* Work to be completed
Among the lines below, copy each one in which "SourceKey" appears.

··· Records to use ···

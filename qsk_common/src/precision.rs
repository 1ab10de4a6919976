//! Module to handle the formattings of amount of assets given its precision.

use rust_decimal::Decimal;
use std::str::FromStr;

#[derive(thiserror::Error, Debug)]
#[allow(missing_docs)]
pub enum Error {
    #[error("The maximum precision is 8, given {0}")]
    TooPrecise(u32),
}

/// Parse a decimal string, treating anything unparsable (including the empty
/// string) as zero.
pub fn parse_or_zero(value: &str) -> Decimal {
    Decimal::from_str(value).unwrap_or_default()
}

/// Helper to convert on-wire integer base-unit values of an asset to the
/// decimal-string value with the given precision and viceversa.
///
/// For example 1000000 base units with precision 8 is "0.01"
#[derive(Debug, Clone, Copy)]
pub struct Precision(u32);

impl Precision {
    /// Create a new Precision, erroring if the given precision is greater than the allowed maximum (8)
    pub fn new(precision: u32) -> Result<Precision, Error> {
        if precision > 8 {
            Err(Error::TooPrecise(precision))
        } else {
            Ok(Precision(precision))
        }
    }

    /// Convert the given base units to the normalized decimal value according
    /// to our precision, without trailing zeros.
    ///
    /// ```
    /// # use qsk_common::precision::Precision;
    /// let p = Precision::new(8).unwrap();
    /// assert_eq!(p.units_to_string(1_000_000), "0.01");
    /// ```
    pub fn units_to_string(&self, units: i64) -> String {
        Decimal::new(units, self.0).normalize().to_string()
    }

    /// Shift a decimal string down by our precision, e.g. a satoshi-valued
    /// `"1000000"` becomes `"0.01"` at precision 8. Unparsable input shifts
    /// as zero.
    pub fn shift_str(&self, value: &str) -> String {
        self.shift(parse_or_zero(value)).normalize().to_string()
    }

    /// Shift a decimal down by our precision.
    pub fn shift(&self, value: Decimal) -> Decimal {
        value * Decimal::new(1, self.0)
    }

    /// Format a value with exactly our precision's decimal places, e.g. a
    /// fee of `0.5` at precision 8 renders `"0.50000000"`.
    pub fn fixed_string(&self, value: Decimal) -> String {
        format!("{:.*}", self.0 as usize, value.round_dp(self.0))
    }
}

···
··· Records to use ···

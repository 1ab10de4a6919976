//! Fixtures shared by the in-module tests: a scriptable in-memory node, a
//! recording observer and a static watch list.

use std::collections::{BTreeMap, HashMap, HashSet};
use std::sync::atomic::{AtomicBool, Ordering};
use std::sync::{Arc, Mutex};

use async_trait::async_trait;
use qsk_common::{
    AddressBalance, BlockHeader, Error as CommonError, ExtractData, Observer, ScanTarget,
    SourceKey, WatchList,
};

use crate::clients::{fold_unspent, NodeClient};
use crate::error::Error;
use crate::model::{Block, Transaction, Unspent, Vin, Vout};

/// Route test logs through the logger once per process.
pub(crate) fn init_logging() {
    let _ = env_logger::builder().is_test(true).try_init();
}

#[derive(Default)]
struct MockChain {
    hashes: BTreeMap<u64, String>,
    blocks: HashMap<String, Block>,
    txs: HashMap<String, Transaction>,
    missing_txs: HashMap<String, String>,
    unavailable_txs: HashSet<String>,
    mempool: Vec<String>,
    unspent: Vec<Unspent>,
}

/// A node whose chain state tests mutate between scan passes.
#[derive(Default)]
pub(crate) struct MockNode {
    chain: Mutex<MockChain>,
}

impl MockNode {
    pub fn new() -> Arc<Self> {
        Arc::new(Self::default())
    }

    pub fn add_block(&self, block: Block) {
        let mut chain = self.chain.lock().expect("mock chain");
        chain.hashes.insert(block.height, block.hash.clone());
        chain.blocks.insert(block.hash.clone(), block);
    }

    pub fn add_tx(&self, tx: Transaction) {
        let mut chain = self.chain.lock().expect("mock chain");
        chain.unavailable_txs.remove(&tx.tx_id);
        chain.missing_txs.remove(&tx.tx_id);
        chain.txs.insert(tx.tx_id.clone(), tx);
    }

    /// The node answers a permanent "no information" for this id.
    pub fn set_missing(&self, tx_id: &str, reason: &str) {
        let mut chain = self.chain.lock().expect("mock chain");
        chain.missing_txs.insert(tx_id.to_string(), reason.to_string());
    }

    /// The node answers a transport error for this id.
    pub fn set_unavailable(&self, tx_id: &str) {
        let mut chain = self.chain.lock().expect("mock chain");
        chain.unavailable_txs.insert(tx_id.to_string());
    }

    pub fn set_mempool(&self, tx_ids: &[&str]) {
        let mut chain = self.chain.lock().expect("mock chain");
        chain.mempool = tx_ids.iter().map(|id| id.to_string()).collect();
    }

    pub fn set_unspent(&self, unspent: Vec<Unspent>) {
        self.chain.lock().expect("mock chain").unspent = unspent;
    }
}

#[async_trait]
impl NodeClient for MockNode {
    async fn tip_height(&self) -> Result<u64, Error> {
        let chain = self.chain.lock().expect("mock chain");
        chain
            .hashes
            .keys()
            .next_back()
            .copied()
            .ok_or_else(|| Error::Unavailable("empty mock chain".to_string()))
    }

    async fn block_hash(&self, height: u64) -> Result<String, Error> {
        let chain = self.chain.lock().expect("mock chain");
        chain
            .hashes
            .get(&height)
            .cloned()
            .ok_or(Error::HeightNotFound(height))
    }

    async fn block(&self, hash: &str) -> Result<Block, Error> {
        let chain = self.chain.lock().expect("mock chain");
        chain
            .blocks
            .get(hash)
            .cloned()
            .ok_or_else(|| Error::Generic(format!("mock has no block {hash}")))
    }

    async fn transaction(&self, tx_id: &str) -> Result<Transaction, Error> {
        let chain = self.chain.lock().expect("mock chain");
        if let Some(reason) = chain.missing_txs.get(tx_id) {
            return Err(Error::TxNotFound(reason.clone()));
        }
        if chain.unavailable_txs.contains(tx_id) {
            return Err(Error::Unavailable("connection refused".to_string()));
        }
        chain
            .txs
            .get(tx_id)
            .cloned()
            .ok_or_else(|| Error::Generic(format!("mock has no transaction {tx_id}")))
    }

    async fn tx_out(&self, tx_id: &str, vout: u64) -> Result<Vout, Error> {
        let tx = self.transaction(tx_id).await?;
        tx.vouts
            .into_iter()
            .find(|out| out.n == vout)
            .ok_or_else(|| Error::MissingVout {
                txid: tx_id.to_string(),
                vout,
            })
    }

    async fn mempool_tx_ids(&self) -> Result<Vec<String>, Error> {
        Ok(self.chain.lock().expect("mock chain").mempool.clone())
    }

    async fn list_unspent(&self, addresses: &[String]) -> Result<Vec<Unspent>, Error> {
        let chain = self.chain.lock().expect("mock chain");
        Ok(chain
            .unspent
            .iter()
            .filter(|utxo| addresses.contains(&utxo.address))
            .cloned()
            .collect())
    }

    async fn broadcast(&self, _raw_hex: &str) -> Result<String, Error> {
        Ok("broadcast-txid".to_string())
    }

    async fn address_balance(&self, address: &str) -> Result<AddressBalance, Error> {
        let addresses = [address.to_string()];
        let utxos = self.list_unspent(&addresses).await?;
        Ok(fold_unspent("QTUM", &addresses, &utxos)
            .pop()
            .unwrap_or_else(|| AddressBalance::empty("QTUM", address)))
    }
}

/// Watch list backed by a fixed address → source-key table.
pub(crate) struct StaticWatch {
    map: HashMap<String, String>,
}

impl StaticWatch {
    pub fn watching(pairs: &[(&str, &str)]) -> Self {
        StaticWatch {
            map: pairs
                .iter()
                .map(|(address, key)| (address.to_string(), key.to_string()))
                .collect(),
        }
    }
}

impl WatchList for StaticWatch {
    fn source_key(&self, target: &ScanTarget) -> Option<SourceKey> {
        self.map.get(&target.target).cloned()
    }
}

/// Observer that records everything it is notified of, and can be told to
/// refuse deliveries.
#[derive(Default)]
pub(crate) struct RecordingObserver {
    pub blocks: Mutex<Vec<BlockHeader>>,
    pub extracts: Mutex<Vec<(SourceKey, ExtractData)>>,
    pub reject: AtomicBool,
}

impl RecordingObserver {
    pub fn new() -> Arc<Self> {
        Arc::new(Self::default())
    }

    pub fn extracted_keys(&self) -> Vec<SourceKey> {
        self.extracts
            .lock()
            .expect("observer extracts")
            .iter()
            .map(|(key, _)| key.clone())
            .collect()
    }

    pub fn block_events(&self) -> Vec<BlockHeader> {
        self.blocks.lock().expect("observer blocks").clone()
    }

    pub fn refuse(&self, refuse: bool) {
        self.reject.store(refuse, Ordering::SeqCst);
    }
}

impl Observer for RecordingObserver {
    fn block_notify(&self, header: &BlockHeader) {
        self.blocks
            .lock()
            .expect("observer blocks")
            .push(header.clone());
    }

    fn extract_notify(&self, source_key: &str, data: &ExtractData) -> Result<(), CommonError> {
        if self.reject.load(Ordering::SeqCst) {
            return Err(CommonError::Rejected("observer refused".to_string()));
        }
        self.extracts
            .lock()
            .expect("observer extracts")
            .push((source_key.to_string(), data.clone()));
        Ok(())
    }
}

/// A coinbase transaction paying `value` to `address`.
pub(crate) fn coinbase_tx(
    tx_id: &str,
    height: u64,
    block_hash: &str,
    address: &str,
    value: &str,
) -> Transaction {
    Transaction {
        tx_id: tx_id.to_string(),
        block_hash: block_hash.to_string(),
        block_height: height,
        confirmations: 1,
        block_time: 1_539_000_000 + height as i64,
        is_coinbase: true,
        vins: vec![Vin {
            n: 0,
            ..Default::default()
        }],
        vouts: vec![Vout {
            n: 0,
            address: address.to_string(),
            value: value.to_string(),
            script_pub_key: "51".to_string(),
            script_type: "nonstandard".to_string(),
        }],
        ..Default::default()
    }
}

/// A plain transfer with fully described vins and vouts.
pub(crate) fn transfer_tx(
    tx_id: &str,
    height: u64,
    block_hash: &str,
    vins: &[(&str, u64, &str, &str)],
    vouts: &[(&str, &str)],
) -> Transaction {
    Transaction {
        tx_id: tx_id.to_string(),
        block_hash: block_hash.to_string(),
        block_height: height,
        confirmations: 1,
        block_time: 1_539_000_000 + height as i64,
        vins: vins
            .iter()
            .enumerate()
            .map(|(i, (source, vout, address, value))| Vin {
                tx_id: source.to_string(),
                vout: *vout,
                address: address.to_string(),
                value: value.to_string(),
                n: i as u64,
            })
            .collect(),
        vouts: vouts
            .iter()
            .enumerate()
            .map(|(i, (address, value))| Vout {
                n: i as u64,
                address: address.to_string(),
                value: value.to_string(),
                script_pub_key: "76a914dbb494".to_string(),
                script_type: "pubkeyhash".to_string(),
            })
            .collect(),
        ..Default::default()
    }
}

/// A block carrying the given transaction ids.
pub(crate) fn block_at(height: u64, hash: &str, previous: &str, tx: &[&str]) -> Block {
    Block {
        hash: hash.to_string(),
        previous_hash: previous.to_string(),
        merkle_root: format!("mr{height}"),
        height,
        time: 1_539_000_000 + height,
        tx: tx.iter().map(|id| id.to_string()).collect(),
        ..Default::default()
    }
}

···
··· Records to use ···

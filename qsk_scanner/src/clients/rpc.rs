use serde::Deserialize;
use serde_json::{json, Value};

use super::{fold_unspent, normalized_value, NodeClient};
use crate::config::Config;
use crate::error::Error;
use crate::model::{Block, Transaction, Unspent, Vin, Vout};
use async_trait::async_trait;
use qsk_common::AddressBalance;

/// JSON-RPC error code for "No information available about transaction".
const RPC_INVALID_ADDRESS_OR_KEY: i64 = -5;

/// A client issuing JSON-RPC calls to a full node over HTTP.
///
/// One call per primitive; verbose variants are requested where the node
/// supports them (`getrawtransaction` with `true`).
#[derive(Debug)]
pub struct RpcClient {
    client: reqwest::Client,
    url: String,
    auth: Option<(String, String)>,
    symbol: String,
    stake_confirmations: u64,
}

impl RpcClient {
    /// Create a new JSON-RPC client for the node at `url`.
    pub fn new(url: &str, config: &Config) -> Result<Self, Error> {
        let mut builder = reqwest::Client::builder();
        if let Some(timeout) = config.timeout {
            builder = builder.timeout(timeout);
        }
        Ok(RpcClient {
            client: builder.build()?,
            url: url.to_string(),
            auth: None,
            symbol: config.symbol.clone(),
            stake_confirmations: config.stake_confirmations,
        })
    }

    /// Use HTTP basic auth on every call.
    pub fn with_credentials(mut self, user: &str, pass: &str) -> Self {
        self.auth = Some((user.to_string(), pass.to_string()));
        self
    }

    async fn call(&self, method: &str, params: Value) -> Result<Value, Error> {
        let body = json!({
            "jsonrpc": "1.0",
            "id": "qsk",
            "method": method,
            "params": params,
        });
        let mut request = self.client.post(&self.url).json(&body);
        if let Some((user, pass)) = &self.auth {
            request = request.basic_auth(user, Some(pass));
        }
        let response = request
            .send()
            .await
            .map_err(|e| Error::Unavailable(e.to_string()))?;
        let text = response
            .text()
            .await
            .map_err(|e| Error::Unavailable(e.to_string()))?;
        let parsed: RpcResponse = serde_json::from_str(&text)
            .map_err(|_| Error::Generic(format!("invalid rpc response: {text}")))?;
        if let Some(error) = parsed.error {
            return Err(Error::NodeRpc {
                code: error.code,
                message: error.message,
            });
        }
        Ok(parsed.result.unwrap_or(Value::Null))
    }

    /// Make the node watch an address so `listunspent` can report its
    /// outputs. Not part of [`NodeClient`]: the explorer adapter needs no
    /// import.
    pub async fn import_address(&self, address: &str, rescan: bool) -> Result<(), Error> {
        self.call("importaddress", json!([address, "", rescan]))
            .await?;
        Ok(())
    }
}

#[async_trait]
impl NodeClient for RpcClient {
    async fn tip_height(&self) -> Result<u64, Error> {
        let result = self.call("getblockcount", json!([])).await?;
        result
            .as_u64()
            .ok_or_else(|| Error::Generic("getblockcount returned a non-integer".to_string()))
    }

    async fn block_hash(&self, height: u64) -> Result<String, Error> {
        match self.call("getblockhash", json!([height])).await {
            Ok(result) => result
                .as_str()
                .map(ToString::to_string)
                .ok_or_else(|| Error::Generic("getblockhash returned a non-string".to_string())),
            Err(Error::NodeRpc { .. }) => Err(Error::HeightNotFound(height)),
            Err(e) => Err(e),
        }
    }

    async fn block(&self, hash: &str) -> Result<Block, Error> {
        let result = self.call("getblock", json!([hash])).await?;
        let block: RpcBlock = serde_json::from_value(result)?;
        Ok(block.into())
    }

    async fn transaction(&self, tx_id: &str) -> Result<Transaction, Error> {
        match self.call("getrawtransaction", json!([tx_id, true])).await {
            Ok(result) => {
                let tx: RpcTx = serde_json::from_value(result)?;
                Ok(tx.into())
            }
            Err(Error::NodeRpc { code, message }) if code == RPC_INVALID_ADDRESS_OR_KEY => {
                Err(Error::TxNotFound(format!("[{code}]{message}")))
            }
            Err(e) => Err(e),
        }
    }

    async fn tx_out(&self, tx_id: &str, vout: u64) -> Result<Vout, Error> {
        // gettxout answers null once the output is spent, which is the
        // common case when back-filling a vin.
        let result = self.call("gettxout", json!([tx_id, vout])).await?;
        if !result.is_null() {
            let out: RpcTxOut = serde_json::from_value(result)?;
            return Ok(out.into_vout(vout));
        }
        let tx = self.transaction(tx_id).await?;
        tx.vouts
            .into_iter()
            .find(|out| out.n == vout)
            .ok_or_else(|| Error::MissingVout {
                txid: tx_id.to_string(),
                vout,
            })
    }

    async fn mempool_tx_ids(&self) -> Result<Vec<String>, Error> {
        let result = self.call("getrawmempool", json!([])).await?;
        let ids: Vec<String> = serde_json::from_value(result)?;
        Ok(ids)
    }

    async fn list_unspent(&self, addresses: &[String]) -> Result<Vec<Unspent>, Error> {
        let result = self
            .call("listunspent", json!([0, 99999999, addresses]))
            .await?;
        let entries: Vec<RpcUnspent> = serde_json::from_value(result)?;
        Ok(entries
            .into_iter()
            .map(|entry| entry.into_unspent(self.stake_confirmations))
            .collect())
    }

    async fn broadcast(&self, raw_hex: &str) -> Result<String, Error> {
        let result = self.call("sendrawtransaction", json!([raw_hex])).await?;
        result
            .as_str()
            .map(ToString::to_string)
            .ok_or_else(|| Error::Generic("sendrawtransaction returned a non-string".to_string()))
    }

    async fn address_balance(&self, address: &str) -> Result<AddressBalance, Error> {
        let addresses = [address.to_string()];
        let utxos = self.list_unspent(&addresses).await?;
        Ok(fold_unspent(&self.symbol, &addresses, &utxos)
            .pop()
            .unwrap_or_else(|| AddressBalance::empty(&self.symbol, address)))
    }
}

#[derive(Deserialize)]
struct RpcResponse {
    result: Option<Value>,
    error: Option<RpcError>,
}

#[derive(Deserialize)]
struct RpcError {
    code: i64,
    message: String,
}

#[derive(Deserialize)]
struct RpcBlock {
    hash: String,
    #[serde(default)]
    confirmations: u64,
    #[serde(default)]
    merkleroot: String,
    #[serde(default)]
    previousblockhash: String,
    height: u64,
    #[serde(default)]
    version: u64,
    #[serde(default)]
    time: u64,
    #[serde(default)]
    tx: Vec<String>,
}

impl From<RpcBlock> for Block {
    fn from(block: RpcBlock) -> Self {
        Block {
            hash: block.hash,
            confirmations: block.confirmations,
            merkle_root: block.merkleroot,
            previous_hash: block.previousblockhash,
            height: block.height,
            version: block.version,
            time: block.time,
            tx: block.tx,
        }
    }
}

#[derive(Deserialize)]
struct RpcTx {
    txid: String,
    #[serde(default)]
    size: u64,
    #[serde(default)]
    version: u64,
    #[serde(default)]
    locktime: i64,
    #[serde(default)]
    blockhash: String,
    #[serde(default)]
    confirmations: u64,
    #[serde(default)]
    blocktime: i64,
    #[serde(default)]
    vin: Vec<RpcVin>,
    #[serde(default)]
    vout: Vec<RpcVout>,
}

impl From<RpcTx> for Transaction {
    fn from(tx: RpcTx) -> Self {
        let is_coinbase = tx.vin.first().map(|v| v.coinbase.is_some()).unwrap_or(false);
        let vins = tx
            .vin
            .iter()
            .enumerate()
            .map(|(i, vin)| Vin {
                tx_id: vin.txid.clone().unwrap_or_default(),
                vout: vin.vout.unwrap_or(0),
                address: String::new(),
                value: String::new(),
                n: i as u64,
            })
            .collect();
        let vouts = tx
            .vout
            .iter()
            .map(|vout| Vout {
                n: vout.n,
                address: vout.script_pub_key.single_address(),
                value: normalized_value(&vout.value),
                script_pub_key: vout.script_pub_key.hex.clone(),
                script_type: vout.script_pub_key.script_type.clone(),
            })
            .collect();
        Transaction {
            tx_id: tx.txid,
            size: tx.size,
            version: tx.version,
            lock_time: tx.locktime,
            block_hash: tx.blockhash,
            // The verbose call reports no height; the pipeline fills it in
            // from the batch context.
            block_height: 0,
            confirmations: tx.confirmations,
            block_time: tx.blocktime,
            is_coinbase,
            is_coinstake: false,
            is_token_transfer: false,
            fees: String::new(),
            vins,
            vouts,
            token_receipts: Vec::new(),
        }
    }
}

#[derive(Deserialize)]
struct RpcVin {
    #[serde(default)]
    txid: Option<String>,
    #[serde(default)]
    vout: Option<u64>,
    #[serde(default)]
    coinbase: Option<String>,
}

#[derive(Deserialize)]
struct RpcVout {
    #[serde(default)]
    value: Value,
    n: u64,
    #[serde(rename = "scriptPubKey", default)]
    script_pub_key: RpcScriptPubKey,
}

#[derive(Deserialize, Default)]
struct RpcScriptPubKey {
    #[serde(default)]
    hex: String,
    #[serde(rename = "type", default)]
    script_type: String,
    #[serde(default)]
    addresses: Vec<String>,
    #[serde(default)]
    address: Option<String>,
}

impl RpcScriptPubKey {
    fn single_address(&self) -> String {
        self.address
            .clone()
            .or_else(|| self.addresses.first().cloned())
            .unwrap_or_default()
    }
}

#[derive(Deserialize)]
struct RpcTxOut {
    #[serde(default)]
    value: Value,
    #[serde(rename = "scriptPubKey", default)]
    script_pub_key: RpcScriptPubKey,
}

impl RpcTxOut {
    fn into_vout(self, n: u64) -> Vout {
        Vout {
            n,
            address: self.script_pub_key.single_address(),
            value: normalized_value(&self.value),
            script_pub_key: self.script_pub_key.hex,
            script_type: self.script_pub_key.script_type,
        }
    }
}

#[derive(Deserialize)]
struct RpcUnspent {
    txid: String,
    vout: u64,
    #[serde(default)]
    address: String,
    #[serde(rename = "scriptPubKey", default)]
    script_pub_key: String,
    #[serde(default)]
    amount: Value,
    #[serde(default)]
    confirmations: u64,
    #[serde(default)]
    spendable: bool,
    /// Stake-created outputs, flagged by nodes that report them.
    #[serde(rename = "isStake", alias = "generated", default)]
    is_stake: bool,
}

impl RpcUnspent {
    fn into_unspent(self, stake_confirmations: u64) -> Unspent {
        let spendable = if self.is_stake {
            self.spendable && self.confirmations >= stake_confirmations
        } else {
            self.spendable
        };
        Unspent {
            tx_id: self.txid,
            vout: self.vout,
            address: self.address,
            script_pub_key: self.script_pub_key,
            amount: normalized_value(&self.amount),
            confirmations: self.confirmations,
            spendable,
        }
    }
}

···

* Response to the task
    SourceKey, WatchList,
    fn source_key(&self, target: &ScanTarget) -> Option<SourceKey> {
    pub extracts: Mutex<Vec<(SourceKey, ExtractData)>>,
    pub fn extracted_keys(&self) -> Vec<SourceKey> {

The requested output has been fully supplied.